= Directions for this task =
Your reply should be made up of every line in the records below that holds the string "unwrap".

Collected data
-- Opening Marker --
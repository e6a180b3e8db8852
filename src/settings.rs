//! Lab settings
//!
//! Read once at start-up from an optional JSON block on the page. Never
//! written back: the labs keep no state between sessions.

use serde::{Deserialize, Serialize};

use crate::error::LabError;

/// Ramp lab defaults
#[derive(Debug, Clone, PartialEq, Serialize, Deserialize)]
#[serde(default)]
pub struct RampSettings {
    /// Initial ramp height slider value (cm)
    pub height_cm: f64,
    /// Initial gate distance slider value (cm)
    pub gate_distance_cm: f64,
    /// Relative noise applied to the displayed timer (0.05 = ±5%)
    pub jitter_fraction: f64,
    /// Animation speed multiplier (1.0 = real time)
    pub playback_rate: f64,
    /// Fixed jitter seed; `None` seeds from the clock
    pub seed: Option<u64>,
}

impl Default for RampSettings {
    fn default() -> Self {
        Self {
            height_cm: 30.0,
            gate_distance_cm: 50.0,
            jitter_fraction: 0.05,
            playback_rate: 1.0,
            seed: None,
        }
    }
}

/// Lab settings/preferences
#[derive(Debug, Clone, PartialEq, Serialize, Deserialize)]
#[serde(default)]
pub struct Settings {
    // === Balance beam ===
    /// Start in Advanced mode (one table row per mass, no side limit)
    pub advanced_mode: bool,
    /// How long a placement notice stays up (ms)
    pub notice_ms: u32,
    /// Delay between fade-out and removal of the notice element (ms)
    pub notice_fade_ms: u32,

    // === Ramp ===
    pub ramp: RampSettings,
}

impl Default for Settings {
    fn default() -> Self {
        Self {
            advanced_mode: false,
            notice_ms: 2000,
            notice_fade_ms: 260,
            ramp: RampSettings::default(),
        }
    }
}

impl Settings {
    /// Parse settings from JSON; missing fields take their defaults
    pub fn from_json(json: &str) -> Result<Self, LabError> {
        let mut settings: Settings = serde_json::from_str(json)?;
        settings.sanitize();
        Ok(settings)
    }

    /// Clamp values the simulations cannot use
    fn sanitize(&mut self) {
        self.ramp.jitter_fraction = self.ramp.jitter_fraction.clamp(0.0, 0.5);
        if !(self.ramp.playback_rate > 0.0) {
            self.ramp.playback_rate = 1.0;
        }
        self.ramp.height_cm = self.ramp.height_cm.max(0.0);
        self.ramp.gate_distance_cm = self.ramp.gate_distance_cm.max(0.0);
    }

    /// Element holding the optional JSON config
    #[allow(dead_code)]
    const CONFIG_ELEMENT_ID: &'static str = "lab-config";

    /// Load settings from the page's config block (WASM only)
    #[cfg(target_arch = "wasm32")]
    pub fn load() -> Self {
        let text = web_sys::window()
            .and_then(|w| w.document())
            .and_then(|d| d.get_element_by_id(Self::CONFIG_ELEMENT_ID))
            .and_then(|el| el.text_content());

        if let Some(json) = text {
            match Self::from_json(&json) {
                Ok(settings) => {
                    log::info!("Loaded lab settings from #{}", Self::CONFIG_ELEMENT_ID);
                    return settings;
                }
                Err(e) => log::warn!("{e}; using defaults"),
            }
        }

        log::info!("Using default settings");
        Self::default()
    }

    /// Native stub
    #[cfg(not(target_arch = "wasm32"))]
    pub fn load() -> Self {
        Self::default()
    }
}

#[cfg(test)]
mod tests {
    use super::*;

    #[test]
    fn test_partial_json_keeps_defaults() {
        let s = Settings::from_json(r#"{"advanced_mode": true, "ramp": {"seed": 7}}"#).unwrap();
        assert!(s.advanced_mode);
        assert_eq!(s.notice_ms, 2000);
        assert_eq!(s.ramp.seed, Some(7));
        assert_eq!(s.ramp.height_cm, 30.0);
    }

    #[test]
    fn test_sanitize() {
        let s = Settings::from_json(
            r#"{"ramp": {"jitter_fraction": 3.0, "playback_rate": -1.0, "height_cm": -5}}"#,
        )
        .unwrap();
        assert_eq!(s.ramp.jitter_fraction, 0.5);
        assert_eq!(s.ramp.playback_rate, 1.0);
        assert_eq!(s.ramp.height_cm, 0.0);
    }

    #[test]
    fn test_invalid_json() {
        assert!(matches!(
            Settings::from_json("{not json"),
            Err(LabError::Settings(_))
        ));
    }
}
-- Closing Marker --
= Written answer =
        let s = Settings::from_json(r#"{"advanced_mode": true, "ramp": {"seed": 7}}"#).unwrap();
        .unwrap();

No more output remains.